Su comprovinciana Jimena Latorre, de Juntos por el Cambio, fue lapidaria con el proyecto. “Este es un subsidio preelecciones –asestó–. Abarcará a más de la mitad del territorio del país y se lo financiará con el mismo fondo fiduciario. Se dice que con el aumento de solo un punto porcentual del recargo será suficiente para financiar el incremento de casi un 370% del número de beneficiarios. Esta sí que es una ecuación increíble”.
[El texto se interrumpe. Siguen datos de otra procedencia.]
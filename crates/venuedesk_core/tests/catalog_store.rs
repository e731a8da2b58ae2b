use venuedesk_core::db::open_db_in_memory;
use venuedesk_core::{
    Area, AreaKind, CatalogStore, EntityKind, EntityStore, EventType, EventTypeKind, RoomType,
    RoomTypeKind, SqliteCatalogStore, StoreError, ValidationError,
};
use uuid::Uuid;

#[test]
fn create_assigns_id_and_lists_in_insertion_order() {
    let conn = open_db_in_memory().unwrap();
    let store = SqliteCatalogStore::<EventTypeKind>::try_new(&conn).unwrap();

    let lecture = store.create(&EventType::new("Lecture")).unwrap();
    let concert = store.create(&EventType::new("Concert")).unwrap();

    assert!(!lecture.id.is_nil());
    assert_ne!(lecture.id, concert.id);

    let names: Vec<String> = store
        .get_all()
        .unwrap()
        .into_iter()
        .map(|entry| entry.name)
        .collect();
    assert_eq!(names, vec!["Lecture", "Concert"]);
    assert_eq!(store.get_by_id(concert.id).unwrap(), concert);
}

#[test]
fn update_and_delete_report_missing_rows() {
    let conn = open_db_in_memory().unwrap();
    let store = SqliteCatalogStore::<EventTypeKind>::try_new(&conn).unwrap();

    let ghost = EventType::new("Ghost");
    let missing_id = Uuid::new_v4();
    let mut ghost_with_id = ghost.clone();
    ghost_with_id.id = missing_id;

    assert!(matches!(
        store.update(&ghost_with_id),
        Err(StoreError::NotFound { kind: EntityKind::EventType, id }) if id == missing_id
    ));
    assert!(matches!(
        store.delete(missing_id),
        Err(StoreError::NotFound { .. })
    ));
    assert!(matches!(
        store.get_by_id(missing_id),
        Err(StoreError::NotFound { .. })
    ));
}

#[test]
fn rename_persists_and_delete_removes() {
    let conn = open_db_in_memory().unwrap();
    let store = SqliteCatalogStore::<RoomTypeKind>::try_new(&conn).unwrap();

    let mut hall = store.create(&RoomType::new("Hall")).unwrap();
    hall.name = "Main hall".to_string();
    store.update(&hall).unwrap();
    assert_eq!(store.get_by_id(hall.id).unwrap().name, "Main hall");

    store.delete(hall.id).unwrap();
    assert!(store.get_all().unwrap().is_empty());
}

#[test]
fn blank_names_are_rejected_before_sql() {
    let conn = open_db_in_memory().unwrap();
    let store = SqliteCatalogStore::<EventTypeKind>::try_new(&conn).unwrap();

    let err = store.create(&EventType::new("  ")).unwrap_err();
    assert!(matches!(
        err,
        StoreError::Validation(ValidationError::BlankName { .. })
    ));
    assert!(store.get_all().unwrap().is_empty());
}

#[test]
fn duplicate_names_fail_as_store_errors() {
    let conn = open_db_in_memory().unwrap();
    let store = SqliteCatalogStore::<EventTypeKind>::try_new(&conn).unwrap();

    store.create(&EventType::new("Lecture")).unwrap();
    assert!(matches!(
        store.create(&EventType::new("Lecture")),
        Err(StoreError::Db(_))
    ));
    assert_eq!(store.get_all().unwrap().len(), 1);
}

#[test]
fn name_exists_is_exact_and_case_sensitive() {
    let conn = open_db_in_memory().unwrap();
    let store = SqliteCatalogStore::<EventTypeKind>::try_new(&conn).unwrap();
    store.create(&EventType::new("Lecture")).unwrap();

    assert!(store.name_exists("Lecture", None).unwrap());
    assert!(!store.name_exists("lecture", None).unwrap());
    assert!(!store.name_exists("Lecture ", None).unwrap());
}

#[test]
fn areas_are_scoped_to_their_room() {
    let conn = open_db_in_memory().unwrap();
    let rooms = SqliteCatalogStore::<RoomTypeKind>::try_new(&conn).unwrap();
    let areas = SqliteCatalogStore::<AreaKind>::try_new(&conn).unwrap();

    let hall = rooms.create(&RoomType::new("Hall")).unwrap();
    let foyer = rooms.create(&RoomType::new("Foyer")).unwrap();

    areas.create(&Area::in_room(hall.id, "Stage")).unwrap();
    areas.create(&Area::in_room(foyer.id, "Stage")).unwrap();
    areas.create(&Area::in_room(hall.id, "Balcony")).unwrap();

    let hall_areas: Vec<String> = areas
        .list_in_scope(hall.id)
        .unwrap()
        .into_iter()
        .map(|area| area.name)
        .collect();
    assert_eq!(hall_areas, vec!["Stage", "Balcony"]);
    assert!(areas.name_exists("Balcony", Some(hall.id)).unwrap());
    assert!(!areas.name_exists("Balcony", Some(foyer.id)).unwrap());

    assert!(matches!(
        areas.create(&Area::new("Nowhere")),
        Err(StoreError::Validation(ValidationError::MissingParent { .. }))
    ));
    assert!(matches!(
        rooms.list_in_scope(hall.id),
        Err(StoreError::Validation(ValidationError::UnexpectedParent { .. }))
    ));
}

#[test]
fn deleting_room_cascades_to_its_areas() {
    let conn = open_db_in_memory().unwrap();
    let rooms = SqliteCatalogStore::<RoomTypeKind>::try_new(&conn).unwrap();
    let areas = SqliteCatalogStore::<AreaKind>::try_new(&conn).unwrap();

    let hall = rooms.create(&RoomType::new("Hall")).unwrap();
    areas.create(&Area::in_room(hall.id, "Stage")).unwrap();

    rooms.delete(hall.id).unwrap();
    assert!(areas.get_all().unwrap().is_empty());
}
Su colega de bancada, el puntano Alejandro Cacace, en cambio, celebró la iniciativa. “Se eligió el criterio de las normas IRAM para definir la regionalización. Somos conscientes de que esto tiene costo; pero cuando se discuten los cuantiosos subsidios a la electricidad y al transporte, los más beneficiados son los usuarios del área metropolitana”, sostuvo.

Detalles del proyecto

La nueva regionalización que propone el proyecto oficialista se articuló en función de las zonas bioambientales utilizadas por Enargas bajo norma IRAM 11.603/2012 que no estaban incorporadas en la norma hoy vigente. “Los criterios utilizados son objetivos”, enfatizaron los oficialistas, quienes exaltaron que la reducción de las tarifas beneficiará en mayor medida a los usuarios más vulnerables, los cuales recibirán una reducción del 50% en sus tarifas.
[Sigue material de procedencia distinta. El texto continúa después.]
//! Database bootstrap for the VenueDesk catalog.
//!
//! Every store gateway runs on a connection produced here: foreign keys on
//! (area cascades and `SET NULL` record references depend on it), a busy
//! timeout, and the schema migrated to `migrations::latest_version()`.
//!
//! # See also
//! - `migrations` for the schema history.
//! - `crate::config::AppConfig::db_path` for where the file lives.

use std::error::Error;
use std::fmt::{Display, Formatter};

pub mod migrations;
mod open;

pub use open::{open_db, open_db_in_memory};

pub type DbResult<T> = Result<T, DbError>;

/// Connection bootstrap or migration failure.
#[derive(Debug)]
pub enum DbError {
    /// SQLite failure, including constraint violations raised by store writes.
    Sqlite(rusqlite::Error),
    /// The file was written by a newer VenueDesk build.
    UnsupportedSchemaVersion {
        db_version: u32,
        latest_supported: u32,
    },
}

impl Display for DbError {
    fn fmt(&self, f: &mut Formatter<'_>) -> std::fmt::Result {
        match self {
            Self::Sqlite(err) => write!(f, "{err}"),
            Self::UnsupportedSchemaVersion {
                db_version,
                latest_supported,
            } => write!(
                f,
                "venuedesk database is at schema version {db_version}; this build supports up to {latest_supported}"
            ),
        }
    }
}

impl Error for DbError {
    fn source(&self) -> Option<&(dyn Error + 'static)> {
        match self {
            Self::Sqlite(err) => Some(err),
            Self::UnsupportedSchemaVersion { .. } => None,
        }
    }
}

impl From<rusqlite::Error> for DbError {
    fn from(value: rusqlite::Error) -> Self {
        Self::Sqlite(value)
    }
}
Según se precisa en la iniciativa, esta rebaja será para aquellos titulares de la Asignación Universal por Hijo (AUH) y la Asignación por Embarazo, de pensiones no contributivas y jubilados –hasta 4 salarios mínimos–, del monotributo social, usuarios que perciben seguro de desempleo y empleados de casas particulares.

También accederán a este beneficio quienes estén exentos en el pago de ABL o tributos locales de igual naturaleza o los que tengan una pensión vitalicia como veteranos de Guerra del Atlántico Sur. Respecto del resto de los usuarios residenciales que vivan en estas zonas frías, la tarifa diferencial implicará una disminución del 30% de la factura de gas correspondiente.
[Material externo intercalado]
//! Event and work-request records.
//!
//! Records reference catalog entries (and work requests reference events) by
//! optional foreign keys. An unresolved key is valid data, not an error.

use super::entity::{Entity, EntityId, EntityKind, Labelled, ValidationError};
use serde::{Deserialize, Serialize};
use uuid::Uuid;

/// Audience section an event belongs to.
#[derive(Debug, Clone, Copy, PartialEq, Eq, Hash, Serialize, Deserialize)]
#[serde(rename_all = "snake_case")]
pub enum Section {
    Entertainment,
    Enlightenment,
    Education,
}

impl Section {
    pub const ALL: [Section; 3] = [
        Section::Entertainment,
        Section::Enlightenment,
        Section::Education,
    ];

    /// Table cell label.
    pub fn label(self) -> &'static str {
        match self {
            Self::Entertainment => "Entertainment",
            Self::Enlightenment => "Enlightenment",
            Self::Education => "Education",
        }
    }

    pub(crate) fn as_db(self) -> &'static str {
        match self {
            Self::Entertainment => "entertainment",
            Self::Enlightenment => "enlightenment",
            Self::Education => "education",
        }
    }

    pub(crate) fn parse_db(value: &str) -> Option<Self> {
        Self::ALL.into_iter().find(|section| section.as_db() == value)
    }
}

/// Work request lifecycle state.
#[derive(Debug, Clone, Copy, PartialEq, Eq, Hash, Serialize, Deserialize)]
#[serde(rename_all = "snake_case")]
pub enum WorkRequestStatus {
    Draft,
    Active,
    Completed,
}

impl WorkRequestStatus {
    pub const ALL: [WorkRequestStatus; 3] = [
        WorkRequestStatus::Draft,
        WorkRequestStatus::Active,
        WorkRequestStatus::Completed,
    ];

    pub fn label(self) -> &'static str {
        match self {
            Self::Draft => "Draft",
            Self::Active => "Active",
            Self::Completed => "Completed",
        }
    }

    pub(crate) fn as_db(self) -> &'static str {
        match self {
            Self::Draft => "draft",
            Self::Active => "active",
            Self::Completed => "completed",
        }
    }

    pub(crate) fn parse_db(value: &str) -> Option<Self> {
        Self::ALL.into_iter().find(|status| status.as_db() == value)
    }
}

/// Scheduled event.
#[derive(Debug, Clone, PartialEq, Eq, Serialize, Deserialize)]
pub struct Event {
    pub id: EntityId,
    pub title: String,
    pub section: Section,
    pub type_id: Option<EntityId>,
    pub room_id: Option<EntityId>,
    /// Unix epoch milliseconds.
    pub start_at: i64,
    pub description: String,
}

impl Event {
    /// Creates an unsaved event with no catalog references.
    pub fn new(title: impl Into<String>, section: Section, start_at: i64) -> Self {
        Self {
            id: Uuid::nil(),
            title: title.into(),
            section,
            type_id: None,
            room_id: None,
            start_at,
            description: String::new(),
        }
    }
}

impl Entity for Event {
    const KIND: EntityKind = EntityKind::Event;

    fn id(&self) -> EntityId {
        self.id
    }

    fn with_id(mut self, id: EntityId) -> Self {
        self.id = id;
        self
    }

    fn validate(&self) -> Result<(), ValidationError> {
        if self.title.trim().is_empty() {
            return Err(ValidationError::BlankName {
                kind: EntityKind::Event,
            });
        }
        Ok(())
    }
}

impl Labelled for Event {
    fn label(&self) -> &str {
        &self.title
    }
}

/// Maintenance or preparation request, optionally tied to an event.
#[derive(Debug, Clone, PartialEq, Eq, Serialize, Deserialize)]
pub struct WorkRequest {
    pub id: EntityId,
    pub room_id: Option<EntityId>,
    pub type_id: Option<EntityId>,
    pub event_id: Option<EntityId>,
    pub status: WorkRequestStatus,
    /// Unix epoch milliseconds.
    pub deadline: i64,
    /// Unix epoch milliseconds.
    pub created_at: i64,
    pub description: String,
}

impl WorkRequest {
    /// Creates an unsaved work request with no references.
    pub fn new(status: WorkRequestStatus, deadline: i64, created_at: i64) -> Self {
        Self {
            id: Uuid::nil(),
            room_id: None,
            type_id: None,
            event_id: None,
            status,
            deadline,
            created_at,
            description: String::new(),
        }
    }

    /// Active and past its deadline at `now_ms`.
    pub fn is_overdue(&self, now_ms: i64) -> bool {
        self.status == WorkRequestStatus::Active && self.deadline < now_ms
    }
}

impl Entity for WorkRequest {
    const KIND: EntityKind = EntityKind::WorkRequest;

    fn id(&self) -> EntityId {
        self.id
    }

    fn with_id(mut self, id: EntityId) -> Self {
        self.id = id;
        self
    }
}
“El proyecto persigue un objetivo razonable y noble, pero la ley es muy mala. Se da una enorme paradoja de inequidad: los sectores más pobres de las zonas cálidas financiarán las tarifas de la gente de mayor capacidad adquisitiva de las zonas patagónicas y de las regiones alcanzadas por esta ley”, el radical sostuvo Facundo Suárez Lastra

También la diputada Alma Sapag (Movimiento Popular Neuquino) criticó la iniciativa. “La Patagonia abastece 100% del gas de la República. Neuquén es la principal productora. Si bien somos una provincia solidaria, no somos una colonia dispuesta a regalar nuestros recursos naturales. Se dice que esta es una medida que apunta a los más desfavorecidos, cuando un 40% de la población, en su mayoría familias humildes, hoy no cuenta con red de gas natural. La verdadera equidad sería invertir en infraestructura”, enfatizó la legisladora quien, no obstante, votó en general el proyecto.